Never seen one like that.  What purpose does the second set of jaws serve?


----------



## Tom Kitta (Dec 16, 2021)

DPittman said:


> Never seen one like that.  What purpose does the second set of jaws serve?



Could be soft jaws.


----------



## DPittman (Dec 16, 2021)

Tom Kitta said:


> Could be soft jaws.


Yes I guess they could be but I don't see the advantage of another set on the other end of the vise as opposed to having some sort of soft protective (copper, aluminum, rubber, etc) for the one set of jaws. Maybe just different.


----------



## GummyMonster (Dec 16, 2021)

One set of jaws was bigger than the other, it was handy for working on smaller parts of different sizes.
 And I was planning to put soft jaws on the small side, having either  at a quick twist.
Ken


----------



## Janger (Dec 16, 2021)

look at industrial tool suppliers catalogs. Thomas skinner. Source Atlantic. Kbc tools. Kms tools possibly. Autowell is a Taiwanese brand I have one and it’s good. Grainger maybe. Have to look around as prices vary. A good vise is expensive.


----------



## Susquatch (Dec 16, 2021)

The two sets are keyed and stay aligned via a slotted shaft. They are easily flipped to provide to two different sizes as needed.

I had one like this a long time ago and gave it away. The vise itself was nice, but it always came loose from the bench under load and it was almost impossible to keep the body from swiveling.

There are much better versions available today.

Palmgren






Wilton






Titan






Although the Wilton in the photo above lacks the second set of jaws, it is a very nice bench vise.

Bench vises are like mill vises. Generally, you get what you paid for it.


----------



## Susquatch (Dec 16, 2021)

I should add that the better vises of this type usually do provide a set of pipe jaws. I know you did not want that but usually they don't sacrifice the second set of jaws. In other words you get three sets of jaws. That can't be a bad thing. You never know when you might want to secure something round.


----------



## whydontu (Dec 16, 2021)

I have one of the Palmgren ones, been using it in pipe fabrication for 15 years. Pretty bulletproof. I often remove the pipe jaws when I need the narrower jaws to clear obstructions, like clamping a piece of square tubing by the inside. The rotating jaw can be annoying. I pulled the vise apart, milled a flat along the cylinder, and drilled and tapped the anvil for a lock bolt, sort of like the Titan design.

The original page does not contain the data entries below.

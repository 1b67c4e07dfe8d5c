//! Agent selection: specialty match first, then least load.

use serde::{Deserialize, Serialize};

use super::registry::TicketAgent;
use crate::escalation::state::SupportTier;

/// Tie-break among agents whose specialties match the ticket
#[derive(Debug, Clone, Copy, Default, PartialEq, Eq, Serialize, Deserialize)]
#[serde(rename_all = "snake_case")]
pub enum SelectionStrategy {
    /// First specialty match in snapshot order
    #[default]
    FirstSpecialtyMatch,
    /// Specialty match with the fewest open tickets
    LeastLoadedSpecialtyMatch,
}

impl std::str::FromStr for SelectionStrategy {
    type Err = String;

    fn from_str(s: &str) -> Result<Self, Self::Err> {
        match s.trim().to_lowercase().as_str() {
            "first_specialty_match" | "first" => Ok(Self::FirstSpecialtyMatch),
            "least_loaded_specialty_match" | "least_loaded" => {
                Ok(Self::LeastLoadedSpecialtyMatch)
            }
            other => Err(format!("unknown selection strategy: {}", other)),
        }
    }
}

#[derive(Debug, Clone, Copy, Default)]
pub struct AgentSelector {
    strategy: SelectionStrategy,
}

impl AgentSelector {
    pub fn new(strategy: SelectionStrategy) -> Self {
        Self { strategy }
    }

    pub fn strategy(&self) -> SelectionStrategy {
        self.strategy
    }

    /// Pick an agent for `tier` from `agents`.
    ///
    /// Only agents at exactly `tier`, not offline and below capacity are
    /// candidates. `None` is a normal outcome: the ticket stays unassigned.
    pub fn select<'a, S: AsRef<str>>(
        &self,
        tier: SupportTier,
        tags: &[S],
        agents: &'a [TicketAgent],
    ) -> Option<&'a TicketAgent> {
        let candidates: Vec<&TicketAgent> = agents.iter().filter(|a| a.can_take(tier)).collect();
        if candidates.is_empty() {
            return None;
        }

        let mut specialists = candidates
            .iter()
            .copied()
            .filter(|a| specialty_matches(a, tags));
        let specialist = match self.strategy {
            SelectionStrategy::FirstSpecialtyMatch => specialists.next(),
            SelectionStrategy::LeastLoadedSpecialtyMatch => {
                specialists.min_by_key(|a| a.current_tickets)
            }
        };

        specialist.or_else(|| candidates.into_iter().min_by_key(|a| a.current_tickets))
    }
}

/// Whether any tag and specialty contain one another, ignoring case
pub fn specialty_matches<S: AsRef<str>>(agent: &TicketAgent, tags: &[S]) -> bool {
    agent.specialties.iter().any(|specialty| {
        let specialty = specialty.trim().to_lowercase();
        !specialty.is_empty()
            && tags.iter().any(|tag| {
                let tag = tag.as_ref().trim().to_lowercase();
                !tag.is_empty() && (tag.contains(&specialty) || specialty.contains(&tag))
            })
    })
}

#[cfg(test)]
mod tests {
    use super::*;
    use crate::agents::registry::AgentStatus;

    fn roster() -> Vec<TicketAgent> {
        vec![
            TicketAgent::new("t1-busy", "Ana", SupportTier::Tier1, 5).with_load(4),
            TicketAgent::new("t1-billing", "Bo", SupportTier::Tier1, 5)
                .with_load(3)
                .with_specialties(&["billing", "refunds"]),
            TicketAgent::new("t1-idle", "Cy", SupportTier::Tier1, 5).with_load(1),
            TicketAgent::new("t1-payments", "Di", SupportTier::Tier1, 5)
                .with_load(0)
                .with_specialties(&["payments"]),
            TicketAgent::new("t2", "Ed", SupportTier::Tier2, 5),
        ]
    }

    #[test]
    fn test_specialty_match_preferred_over_load() {
        let agents = roster();
        let picked = AgentSelector::default()
            .select(SupportTier::Tier1, &["billing"], &agents)
            .unwrap();
        assert_eq!(picked.id, "t1-billing");
    }

    #[test]
    fn test_first_match_vs_least_loaded() {
        let agents = roster();
        // "payment" is a substring of "payments"; "billing" tag hits t1-billing
        let tags = ["billing", "payment"];
        let first = AgentSelector::new(SelectionStrategy::FirstSpecialtyMatch)
            .select(SupportTier::Tier1, &tags, &agents)
            .unwrap();
        assert_eq!(first.id, "t1-billing");
        let least = AgentSelector::new(SelectionStrategy::LeastLoadedSpecialtyMatch)
            .select(SupportTier::Tier1, &tags, &agents)
            .unwrap();
        assert_eq!(least.id, "t1-payments");
    }

    #[test]
    fn test_falls_back_to_least_loaded() {
        let agents = roster();
        let picked = AgentSelector::default()
            .select(SupportTier::Tier1, &["shipping"], &agents)
            .unwrap();
        assert_eq!(picked.id, "t1-payments");
    }

    #[test]
    fn test_least_loaded_tie_keeps_order() {
        let agents = vec![
            TicketAgent::new("x", "X", SupportTier::Tier2, 3).with_load(1),
            TicketAgent::new("y", "Y", SupportTier::Tier2, 3).with_load(1),
        ];
        let none: [&str; 0] = [];
        let picked = AgentSelector::default()
            .select(SupportTier::Tier2, &none, &agents)
            .unwrap();
        assert_eq!(picked.id, "x");
    }

    #[test]
    fn test_no_candidate_at_tier() {
        let agents = roster();
        assert!(AgentSelector::default()
            .select(SupportTier::Tier3, &["security"], &agents)
            .is_none());
    }

    #[test]
    fn test_offline_and_full_agents_skipped() {
        let agents = vec![
            TicketAgent::new("off", "Off", SupportTier::Tier1, 5)
                .with_status(AgentStatus::Offline)
                .with_specialties(&["billing"]),
            TicketAgent::new("full", "Full", SupportTier::Tier1, 2)
                .with_load(2)
                .with_specialties(&["billing"]),
            TicketAgent::new("ok", "Ok", SupportTier::Tier1, 2).with_status(AgentStatus::Busy),
        ];
        let picked = AgentSelector::default()
            .select(SupportTier::Tier1, &["billing"], &agents)
            .unwrap();
        assert_eq!(picked.id, "ok");
    }

    #[test]
    fn test_specialty_match_is_bidirectional_substring() {
        let agent = TicketAgent::new("a", "A", SupportTier::Tier2, 1).with_specialties(&["API"]);
        assert!(specialty_matches(&agent, &["api-keys"]));
        let agent = TicketAgent::new("b", "B", SupportTier::Tier2, 1)
            .with_specialties(&["integrations"]);
        assert!(specialty_matches(&agent, &["integration"]));
        assert!(!specialty_matches(&agent, &[""]));
    }

    #[test]
    fn test_strategy_from_str() {
        assert_eq!(
            "least_loaded".parse::<SelectionStrategy>().unwrap(),
            SelectionStrategy::LeastLoadedSpecialtyMatch
        );
        assert!("random".parse::<SelectionStrategy>().is_err());
    }
}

As for the bench clamp, why not buy the Palmgren and make a   clamp to bolt to the swivel base? A chunk of maybe 3x3x1/4 or 4x4x1/4 square tube. Cut off one face to make a U, grab a 1/2” or 5/8” UNC threaded flange (Anvil model 128  oval or 153 round from any company that sells pipe fitting). Make a mating clamp bolt.


----------



## Janger (Dec 16, 2021)

https://www.grainger.ca/en/product/MULTI-PURPOSE-VISE%2C-5IN/p/BESBV-MPV5
		


maybe ?


----------



## John Conroy (Dec 16, 2021)

Amazon.ca


----------



## Janger (Dec 16, 2021)

John Conroy said:


> Amazon.ca
> 
> 
> View attachment 19067


$139? Seems inexpensive. I don’t need one but that’s tempting.


----------



## GummyMonster (Dec 17, 2021)

Thanks for the direction guys.
I didn't realize that many come with the pipe and second flat jaws. That'd be perfect actually.
I'll start searching.
Ken


----------



## John Conroy (Dec 17, 2021)

For what it's worth the Irwin vise I linked to above should not be considered a high quality item, read the reviews. As others have said a good vise is not cheap. I have a Yost vise, bought about 5 years ago and I'm very happy with it. They make lots of models in light duty and heavy duty versions. If you want a high quality vise look for a forged, not cast body. When I bought mine Yost was still, doing their casting in the States. Looks like it's all done in China now.



			Amazon.ca


----------



## Dabbler (Dec 17, 2021)

I picked up a monster swivel vise about 20 yrs ago, Taiwanese made, but I never use it.  I seem to always use my 4" Record, and it serves me well.


----------



## GummyMonster (Dec 17, 2021)

You guys aren't kidding when you said good ones are pricey. I've found a number of vises over $1000.

At the other end of the scale, I bought one like this a number of years ago. I took it apart and smoothed and lubed contact points and it's been excellent for little jobs. Came across a picture so I thought I'd pass it on.


----------



## PeterT (Dec 18, 2021)

This vise abuse video makes me cringe, but shows some of the models/features up close. Many of the brands are less common/unobtanium in the Peoples Republic of Kanukistan. Yes, prepare yourself for price induced heart palpitations. Some people claim that meditation techniques help, control your breathing, feel the toes inside your work boots, and just repeat the phrase: '_its an investment... its an Investment_....


----------



## combustable herbage (Dec 18, 2021)

I just happen to come across this one not sure were its pricing is.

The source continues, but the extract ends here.